══ Records supplied ══
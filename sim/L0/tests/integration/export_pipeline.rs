//! Live actor back to document text and into a fresh actor.

use approx::assert_relative_eq;
use sim_conformance_tests::{load, manager, spawn, spawn_awake, ARM, CHASSIS};
use sim_core::ExportOptions;
use sim_types::{SimConfig, Vec3};

#[test]
fn exported_actor_respawns_with_the_same_structure() {
    let config = SimConfig::deterministic();
    let mut m = manager(config.clone());
    let id = spawn_awake(&mut m, CHASSIS, Vec3::zeros());
    for _ in 0..3 {
        m.tick(0.02, Some(id));
    }

    let doc = m.export(id, &ExportOptions::default()).expect("export");
    let text = sim_truck::write(&doc);
    let respawned = spawn(&text, Vec3::zeros(), &config);
    let live = m.actor(id).expect("actor");

    assert_eq!(respawned.nodes.len(), live.nodes.len());
    assert_eq!(respawned.beams.len(), live.beams.len());
    assert_relative_eq!(respawned.total_mass, live.initial_total_mass, epsilon = 1e-6);
    for (a, b) in respawned.nodes.iter().zip(&live.nodes) {
        assert_eq!(a.flags.loaded, b.flags.loaded);
    }
}

#[test]
fn command_beams_survive_the_round_trip() {
    let config = SimConfig::deterministic();
    let mut m = manager(config.clone());
    let id = spawn_awake(&mut m, ARM, Vec3::zeros());
    let doc = m.export(id, &ExportOptions::default()).expect("export");
    let respawned = spawn(&sim_truck::write(&doc), Vec3::zeros(), &config);

    let original = spawn(ARM, Vec3::zeros(), &config);
    assert_eq!(respawned.command_keys[4].beams.len(), 1);
    let (a, b) = (&original.command_keys[4].beams[0], &respawned.command_keys[4].beams[0]);
    assert_relative_eq!(a.speed, b.speed, epsilon = 1e-9);
    assert_eq!(a.contraction, b.contraction);
}

#[test]
fn overriding_node_masses_keeps_the_edited_mass() {
    let config = SimConfig::deterministic();
    let mut m = manager(config.clone());
    let id = spawn_awake(&mut m, ARM, Vec3::zeros());
    m.set_node_mass(id, 1, 75.0).expect("set mass");
    let live: Vec<f64> = m.actor(id).expect("actor").nodes.iter().map(|n| n.mass).collect();

    let options = ExportOptions {
        override_all_node_masses: true,
    };
    let doc = m.export(id, &options).expect("export");
    let respawned = spawn(&sim_truck::write(&doc), Vec3::zeros(), &config);

    assert_relative_eq!(respawned.nodes[1].mass, 75.0, epsilon = 1e-9);
    for (node, mass) in respawned.nodes.iter().zip(&live) {
        assert_relative_eq!(node.mass, *mass, epsilon = 1e-6);
        assert!(node.flags.loaded);
    }
    // Every node now carries its own weight.
    let reloaded = load(&sim_truck::write(&doc));
    assert_eq!(reloaded.count(sim_truck::Keyword::Nodes), 3);
}
//! Sequential node importer.
//!
//! Documents number their nodes in the order they appear in the file, mixing
//! explicit nodes with nodes generated by wheels and cinecams. The runtime
//! node array instead groups nodes by origin:
//!
//! | order | origin |
//! |---|---|
//! | 1 | `nodes` |
//! | 2 | `nodes2` |
//! | 3 | `cinecam` |
//! | 4 | `wheels` |
//! | 5 | `wheels2` |
//! | 6 | `meshwheels` |
//! | 7 | `meshwheels2` |
//! | 8 | `flexbodywheels` |
//!
//! [`NodeRegistry`] records every node in file order while the parser runs;
//! [`import`] then rewrites every [`NodeRef`] in the document to its runtime
//! index.

use hashbrown::HashMap;
use sim_types::{NodeIdx, Severity};

use crate::diag::{Diagnostic, Diagnostics};
use crate::document::{Document, Record};
use crate::keyword::Keyword;
use crate::node_ref::{NodeList, NodeListItem, NodeRef};

/// Where a generated node sits on its wheel.
#[derive(Debug, Clone, Copy, PartialEq, Eq)]
pub enum NodeDetail {
    /// Authored node or cinecam node.
    Plain,
    /// Rim node on the -Z axis side.
    RimA,
    /// Rim node on the +Z axis side.
    RimB,
    /// Tyre node on the -Z axis side.
    TyreA,
    /// Tyre node on the +Z axis side.
    TyreB,
}

/// One node in file order.
#[derive(Debug, Clone, PartialEq, Eq)]
pub struct NodeMapEntry {
    /// Keyword that produced the node.
    pub origin: Keyword,
    /// Position within its origin group.
    pub sub_index: u32,
    /// Wheel side and layer, for generated wheel nodes.
    pub detail: NodeDetail,
}

/// File-order registry of all nodes of a document.
#[derive(Debug, Clone, Default)]
pub struct NodeRegistry {
    all_nodes: Vec<NodeMapEntry>,
    named: HashMap<String, usize>,
    counts: [u32; 8],
}

fn group(keyword: Keyword) -> Option<usize> {
    Keyword::NODE_GENERATORS.iter().position(|k| *k == keyword)
}

impl NodeRegistry {
    /// Empty registry.
    #[must_use]
    pub fn new() -> Self {
        Self::default()
    }

    fn push(&mut self, origin: Keyword, detail: NodeDetail) {
        let Some(g) = group(origin) else { return };
        let sub_index = self.counts[g];
        self.counts[g] += 1;
        self.all_nodes.push(NodeMapEntry {
            origin,
            sub_index,
            detail,
        });
    }

    /// Register a `nodes` entry.
    ///
    /// # Errors
    ///
    /// Returns the expected number when `number` does not continue the
    /// sequence; the node is not registered.
    pub fn add_numbered(&mut self, number: u32) -> Result<(), usize> {
        if number as usize != self.all_nodes.len() {
            return Err(self.all_nodes.len());
        }
        self.push(Keyword::Nodes, NodeDetail::Plain);
        Ok(())
    }

    /// Register a `nodes2` entry. Returns `false` for a duplicate name.
    pub fn add_named(&mut self, name: &str) -> bool {
        if self.named.contains_key(name) {
            return false;
        }
        self.named.insert(name.to_owned(), self.all_nodes.len());
        self.push(Keyword::Nodes2, NodeDetail::Plain);
        true
    }

    /// Register one generated node.
    pub fn add_generated(&mut self, origin: Keyword, detail: NodeDetail) {
        self.push(origin, detail);
    }

    /// Register the nodes a wheel of `rays` rays generates.
    ///
    /// `wheels2` and `flexbodywheels` generate `2·rays` rim nodes first; every
    /// variant then generates `2·rays` tyre nodes. Sides alternate A, B.
    pub fn generate_wheel(&mut self, origin: Keyword, rays: u32) {
        if matches!(origin, Keyword::Wheels2 | Keyword::Flexbodywheels) {
            for i in 0..rays * 2 {
                let detail = if i % 2 == 0 { NodeDetail::RimA } else { NodeDetail::RimB };
                self.add_generated(origin, detail);
            }
        }
        for i in 0..rays * 2 {
            let detail = if i % 2 == 0 { NodeDetail::TyreA } else { NodeDetail::TyreB };
            self.add_generated(origin, detail);
        }
    }

    /// Total number of nodes.
    #[must_use]
    pub fn len(&self) -> usize {
        self.all_nodes.len()
    }

    /// True when no node was registered.
    #[must_use]
    pub fn is_empty(&self) -> bool {
        self.all_nodes.is_empty()
    }

    /// Nodes in file order.
    #[must_use]
    pub fn entries(&self) -> &[NodeMapEntry] {
        &self.all_nodes
    }

    /// Number of nodes produced by `origin`.
    #[must_use]
    pub fn count(&self, origin: Keyword) -> u32 {
        group(origin).map_or(0, |g| self.counts[g])
    }

    /// First runtime index of the `origin` group.
    #[must_use]
    pub fn offset(&self, origin: Keyword) -> u32 {
        group(origin).map_or(0, |g| self.counts[..g].iter().sum())
    }

    /// Runtime index of the node at file position `pos`.
    #[must_use]
    pub fn by_position(&self, pos: usize) -> Option<NodeIdx> {
        self.all_nodes
            .get(pos)
            .map(|e| NodeIdx(self.offset(e.origin) + e.sub_index))
    }

    /// Runtime index of a named node.
    #[must_use]
    pub fn by_name(&self, name: &str) -> Option<NodeIdx> {
        self.named.get(name).and_then(|&pos| self.by_position(pos))
    }

    fn highest(&self) -> i64 {
        self.all_nodes.len() as i64 - 1
    }
}

/// Importer switches.
#[derive(Debug, Clone, Copy, Default, PartialEq, Eq)]
pub struct ImportOptions {
    /// Report an info line whenever a range member lands on a different index.
    pub trace_remapping: bool,
}

struct Importer<'a> {
    registry: &'a NodeRegistry,
    diags: &'a mut Diagnostics,
    options: ImportOptions,
    line: usize,
    keyword: Keyword,
}

impl Importer<'_> {
    fn report(&mut self, severity: Severity, message: String) {
        self.diags.push(Diagnostic {
            severity,
            line: self.line,
            section: Some(self.keyword),
            keyword: None,
            message,
        });
    }

    /// Name first, then number; anything else lands on node 0.
    fn resolve(&mut self, r: &mut NodeRef) {
        if let Some(idx) = self.registry.by_name(&r.text) {
            r.resolved = Some(idx);
            return;
        }
        let found = r.number.and_then(|n| self.registry.by_position(n as usize));
        match found {
            Some(idx) => r.resolved = Some(idx),
            None => {
                // Historical: unresolvable references are mapped to node 0
                // instead of rejecting the record.
                self.report(
                    Severity::Error,
                    format!(
                        "Cannot resolve {} - not a named node, and index is not defined (highest is: {}). For backwards compatibility, converting to: 0",
                        r.text,
                        self.registry.highest()
                    ),
                );
                r.resolved = Some(NodeIdx(0));
            }
        }
    }

    fn resolve_by_index(&mut self, index: u32) -> Option<NodeIdx> {
        let Some(idx) = self.registry.by_position(index as usize) else {
            self.report(
                Severity::Error,
                format!(
                    "Cannot resolve node by index [{index}], node is not defined, highest available number is: {}",
                    self.registry.highest()
                ),
            );
            return None;
        };
        if self.options.trace_remapping && idx.0 != index {
            self.report(
                Severity::Info,
                format!("Node resolved by index. Source: [{index}] Result: [{}]", idx.0),
            );
        }
        Some(idx)
    }

    /// Expand a list; `numbered_only` lists (forset) never look names up.
    fn resolve_list(&mut self, list: &mut NodeList, numbered_only: bool) {
        let mut out = Vec::new();
        for item in &mut list.items {
            match item {
                NodeListItem::Single(r) if numbered_only => {
                    let idx = r.number.and_then(|n| self.resolve_by_index(n));
                    match idx {
                        Some(idx) => {
                            r.resolved = Some(idx);
                            out.push(idx);
                        }
                        None => self.report(
                            Severity::Warning,
                            format!("Stand-alone node [{r}] resolved invalid, removing from FORSET"),
                        ),
                    }
                }
                NodeListItem::Single(r) => {
                    self.resolve(r);
                    out.push(r.idx());
                }
                NodeListItem::Range(a, b) => {
                    let (Some(start), Some(end)) = (a.number, b.number) else {
                        continue;
                    };
                    for i in start..=end {
                        if let Some(idx) = self.resolve_by_index(i) {
                            out.push(idx);
                        }
                    }
                    a.resolved = self.registry.by_position(start as usize);
                    b.resolved = self.registry.by_position(end as usize);
                }
            }
        }
        list.resolved = out;
    }
}

/// Visit every single node reference of a record.
pub fn visit_refs(record: &mut Record, f: &mut dyn FnMut(&mut NodeRef)) {
    match record {
        Record::Beam(r) => r.nodes.iter_mut().for_each(f),
        Record::Shock(r) => r.nodes.iter_mut().for_each(f),
        Record::Shock2(r) => r.nodes.iter_mut().for_each(f),
        Record::Shock3(r) => r.nodes.iter_mut().for_each(f),
        Record::Hydro(r) => r.nodes.iter_mut().for_each(f),
        Record::Command(r) => r.nodes.iter_mut().for_each(f),
        Record::Animator(r) => r.nodes.iter_mut().for_each(f),
        Record::Trigger(r) => r.nodes.iter_mut().for_each(f),
        Record::Rotator(r) => {
            r.axis.iter_mut().for_each(&mut *f);
            r.base_plate.iter_mut().for_each(&mut *f);
            r.rotating_plate.iter_mut().for_each(f);
        }
        Record::Hook(r) => f(&mut r.node),
        Record::Tie(r) => f(&mut r.root),
        Record::Rope(r) => {
            f(&mut r.root);
            f(&mut r.end);
        }
        Record::Ropable(r) => f(&mut r.node),
        Record::SlideNode(r) => f(&mut r.node),
        Record::Lockgroup(r) => r.nodes.iter_mut().for_each(f),
        Record::Wheel(r) => visit_wheel(&mut r.base, f),
        Record::Wheel2(r) => visit_wheel(&mut r.base, f),
        Record::MeshWheel(r) => visit_wheel(&mut r.base, f),
        Record::FlexBodyWheel(r) => visit_wheel(&mut r.base, f),
        Record::Cinecam(r) => r.nodes.iter_mut().for_each(f),
        Record::Camera(r) => {
            f(&mut r.center);
            f(&mut r.back);
            f(&mut r.left);
        }
        Record::CameraRail(nodes) | Record::CollisionBox(nodes) => nodes.iter_mut().for_each(f),
        Record::ExtCamera(crate::document::ExtCamera::Node(r))
        | Record::Contacter(r)
        | Record::Fixes(r)
        | Record::NodeCollision { node: r, .. } => f(r),
        Record::Axle(r) => {
            for pair in r.wheels.iter_mut().flatten() {
                pair.iter_mut().for_each(&mut *f);
            }
        }
        Record::Cab(r) => r.nodes.iter_mut().for_each(f),
        Record::Fusedrag(r) => {
            f(&mut r.front);
            f(&mut r.rear);
        }
        Record::Exhaust(r) => {
            f(&mut r.reference);
            f(&mut r.direction);
        }
        Record::Flexbody(r) => {
            f(&mut r.reference);
            f(&mut r.x_axis);
            f(&mut r.y_axis);
        }
        _ => {}
    }
}

fn visit_wheel(base: &mut crate::document::WheelBase, f: &mut dyn FnMut(&mut NodeRef)) {
    base.nodes.iter_mut().for_each(&mut *f);
    if let Some(r) = &mut base.rigidity_node {
        f(r);
    }
    f(&mut base.arm_node);
}

/// Resolve every node reference in `doc` against `registry`.
pub fn import(
    doc: &mut Document,
    registry: &NodeRegistry,
    options: ImportOptions,
    diags: &mut Diagnostics,
) {
    let mut importer = Importer {
        registry,
        diags,
        options,
        line: 0,
        keyword: Keyword::Nodes,
    };
    for entry in doc.entries_mut() {
        importer.line = entry.line;
        importer.keyword = entry.keyword;
        visit_refs(&mut entry.record, &mut |r| importer.resolve(r));
        match &mut entry.record {
            Record::Flexbody(fb) => importer.resolve_list(&mut fb.forset, true),
            Record::SlideNode(sn) => importer.resolve_list(&mut sn.rail, false),
            Record::Railgroup(rg) => importer.resolve_list(&mut rg.nodes, false),
            _ => {}
        }
    }
    tracing::debug!(nodes = registry.len(), "node references resolved");
}

#[cfg(test)]
mod tests {
    use super::*;

    #[test]
    fn numbered_nodes_must_stay_in_sync() {
        let mut reg = NodeRegistry::new();
        assert!(reg.add_numbered(0).is_ok());
        assert_eq!(reg.add_numbered(2), Err(1));
        assert!(reg.add_numbered(1).is_ok());
        assert_eq!(reg.len(), 2);
    }

    #[test]
    fn duplicate_names_are_rejected() {
        let mut reg = NodeRegistry::new();
        assert!(reg.add_named("hub"));
        assert!(!reg.add_named("hub"));
        assert_eq!(reg.len(), 1);
    }

    #[test]
    fn wheel_generation_order() {
        let mut reg = NodeRegistry::new();
        reg.generate_wheel(Keyword::Wheels2, 3);
        assert_eq!(reg.count(Keyword::Wheels2), 12);
        let details: Vec<_> = reg.entries().iter().map(|e| e.detail).collect();
        assert_eq!(&details[..2], &[NodeDetail::RimA, NodeDetail::RimB]);
        assert_eq!(&details[6..8], &[NodeDetail::TyreA, NodeDetail::TyreB]);

        let mut reg = NodeRegistry::new();
        reg.generate_wheel(Keyword::Meshwheels, 3);
        assert_eq!(reg.count(Keyword::Meshwheels), 6);
        assert!(reg.entries().iter().all(|e| matches!(e.detail, NodeDetail::TyreA | NodeDetail::TyreB)));
    }

    #[test]
    fn runtime_indices_group_by_origin() {
        // File order: node 0, wheel (2 nodes), node 3, named "tip".
        let mut reg = NodeRegistry::new();
        assert!(reg.add_numbered(0).is_ok());
        reg.generate_wheel(Keyword::Wheels, 1);
        assert!(reg.add_numbered(3).is_ok());
        assert!(reg.add_named("tip"));

        assert_eq!(reg.by_position(0), Some(NodeIdx(0)));
        assert_eq!(reg.by_position(3), Some(NodeIdx(1)));
        assert_eq!(reg.by_name("tip"), Some(NodeIdx(2)));
        assert_eq!(reg.by_position(1), Some(NodeIdx(3)));
        assert_eq!(reg.by_position(2), Some(NodeIdx(4)));
        assert_eq!(reg.offset(Keyword::Wheels), 3);
        assert_eq!(reg.by_position(5), None);
    }
}
//! Hooks, ties, ropes and slide rails.

use sim_types::constants::{
    HOOK_FORCE_DEFAULT, HOOK_LOCK_TIMER_DEFAULT, HOOK_RANGE_DEFAULT, NODE_LOCKGROUP_DEFAULT,
    TIE_MAX_STRESS_DEFAULT,
};
use sim_types::Severity;

use super::args::{arg_char, clamp_i32};
use super::Parser;
use crate::document::{
    Hook, Lockgroup, Railgroup, Record, Ropable, Rope, SlideConstraints, SlideNode, Tie,
    TieOptions,
};
use crate::keyword::Keyword;
use crate::tokenizer::{float_or_zero, split_on};

impl Parser {
    pub(super) fn parse_hook(&mut self, args: &[&str]) {
        if !self.check_args(args, 1) {
            return;
        }
        let mut hook = Hook {
            node: self.arg_node(args, 0),
            range: HOOK_RANGE_DEFAULT,
            speed_coef: 1.0,
            max_force: HOOK_FORCE_DEFAULT,
            group: -1,
            lockgroup: NODE_LOCKGROUP_DEFAULT,
            timer: HOOK_LOCK_TIMER_DEFAULT,
            min_range: 0.0,
            self_lock: false,
            auto_lock: false,
            no_disable: false,
            no_rope: false,
            visible: false,
        };
        let mut i = 1;
        while i < args.len() {
            let attr = args[i].trim();
            let has_value = i + 1 < args.len();
            match attr {
                "hookrange" if has_value => {
                    i += 1;
                    hook.range = self.arg_float(args, i);
                }
                "speedcoef" if has_value => {
                    i += 1;
                    hook.speed_coef = self.arg_float(args, i);
                }
                "maxforce" if has_value => {
                    i += 1;
                    hook.max_force = self.arg_float(args, i);
                }
                "timer" if has_value => {
                    i += 1;
                    hook.timer = self.arg_float(args, i);
                }
                "hookgroup" | "hgroup" if has_value => {
                    i += 1;
                    hook.group = self.arg_i32(args, i);
                }
                "lockgroup" | "lgroup" if has_value => {
                    i += 1;
                    hook.lockgroup = self.arg_i32(args, i);
                }
                "shortlimit" | "short_limit" if has_value => {
                    i += 1;
                    hook.min_range = self.arg_float(args, i);
                }
                "selflock" | "self-lock" | "self_lock" => hook.self_lock = true,
                "autolock" | "auto-lock" | "auto_lock" => hook.auto_lock = true,
                "nodisable" | "no-disable" | "no_disable" => hook.no_disable = true,
                "norope" | "no-rope" | "no_rope" => hook.no_rope = true,
                "visible" | "vis" => hook.visible = true,
                _ => self.report(
                    Severity::Error,
                    format!("Ignoring invalid option: {attr}"),
                ),
            }
            i += 1;
        }
        self.push(Keyword::Hooks, Record::Hook(hook));
    }

    pub(super) fn parse_tie(&mut self, args: &[&str]) {
        if !self.check_args(args, 5) {
            return;
        }
        let root = self.arg_node(args, 0);
        let max_reach = self.arg_float(args, 1);
        let rate = self.arg_float(args, 2);
        let min_length = self.arg_float(args, 3);
        let max_length = self.arg_float(args, 4);
        let mut options = TieOptions::default();
        for c in args.get(5).copied().unwrap_or_default().chars() {
            if matches!(c, 'n' | 'v') || options.set(c) {
                continue;
            }
            self.report(Severity::Warning, format!("Invalid option: {c}, ignoring..."));
        }
        let tie = Tie {
            root,
            max_reach,
            rate,
            min_length,
            max_length,
            options,
            max_stress: self.opt_float(args, 6).unwrap_or(TIE_MAX_STRESS_DEFAULT),
            group: self.opt_int(args, 7).map_or(-1, clamp_i32),
        };
        self.push(Keyword::Ties, Record::Tie(tie));
    }

    pub(super) fn parse_rope(&mut self, args: &[&str]) {
        if !self.check_args(args, 2) {
            return;
        }
        let rope = Rope {
            root: self.arg_node(args, 0),
            end: self.arg_node(args, 1),
            invisible: arg_char(args, 2) == Some('i'),
        };
        self.push(Keyword::Ropes, Record::Rope(rope));
    }

    pub(super) fn parse_ropable(&mut self, args: &[&str]) {
        if !self.check_args(args, 1) {
            return;
        }
        let ropable = Ropable {
            node: self.arg_node(args, 0),
            group: self.opt_int(args, 1).map_or(-1, clamp_i32),
            multilock: self.opt_int(args, 2) == Some(1),
        };
        self.push(Keyword::Ropables, Record::Ropable(ropable));
    }

    pub(super) fn parse_railgroup(&mut self, line: &str) {
        let fields = split_on(line, &[',']);
        if fields.len() < 3 {
            self.report(Severity::Error, "Not enough parameters".to_owned());
            return;
        }
        let id = self.arg_i32(&fields, 0);
        let nodes = self.node_list(fields[1..].iter().copied());
        self.push(Keyword::Railgroups, Record::Railgroup(Railgroup { id, nodes }));
    }

    /// `node, rail..., [S|B|T|R|G|D]value..., C[a|f|s|n]...`
    ///
    /// Rail nodes end at the first attribute token.
    pub(super) fn parse_slidenode(&mut self, line: &str) {
        let fields = split_on(line, &[',', ' ']);
        if fields.len() < 2 {
            self.report(Severity::Error, "Too few arguments".to_owned());
            return;
        }
        let mut sn = SlideNode {
            node: self.node_ref(fields[0]),
            rail: Default::default(),
            spring_rate: None,
            break_force: None,
            tolerance: None,
            attachment_rate: None,
            railgroup: None,
            max_attach_dist: None,
            constraints: SlideConstraints::default(),
        };
        let mut rail_tokens = Vec::new();
        let mut in_rail = true;
        for token in &fields[1..] {
            let mut chars = token.chars();
            let Some(first) = chars.next() else { continue };
            let rest = chars.as_str();
            match first.to_ascii_uppercase() {
                'S' => sn.spring_rate = Some(float_or_zero(rest)),
                'B' => sn.break_force = Some(float_or_zero(rest)),
                'T' => sn.tolerance = Some(float_or_zero(rest)),
                'R' => sn.attachment_rate = Some(float_or_zero(rest)),
                // Historical: the group id is read as a float.
                'G' => sn.railgroup = Some(float_or_zero(rest) as i32),
                'D' => sn.max_attach_dist = Some(float_or_zero(rest)),
                'C' => {
                    let flag = rest.chars().next().unwrap_or(' ');
                    if !sn.constraints.set(flag) {
                        self.report(
                            Severity::Warning,
                            format!("Ignoring invalid option: {flag}"),
                        );
                    }
                }
                _ => {
                    if in_rail {
                        rail_tokens.push(*token);
                    }
                    continue;
                }
            }
            in_rail = false;
        }
        sn.rail = self.node_list(rail_tokens);
        self.push(Keyword::Slidenodes, Record::SlideNode(sn));
    }

    pub(super) fn parse_lockgroup(&mut self, args: &[&str]) {
        if !self.check_args(args, 2) {
            return;
        }
        let number = self.arg_i32(args, 0);
        let nodes = (1..args.len()).map(|i| self.arg_node(args, i)).collect();
        self.push(
            Keyword::Lockgroups,
            Record::Lockgroup(Lockgroup { number, nodes }),
        );
    }
}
═══
__About this task__: Every line in the data above that contains the word "pair" counts; report how many there are and nothing more.

__Response to this exercise__: 2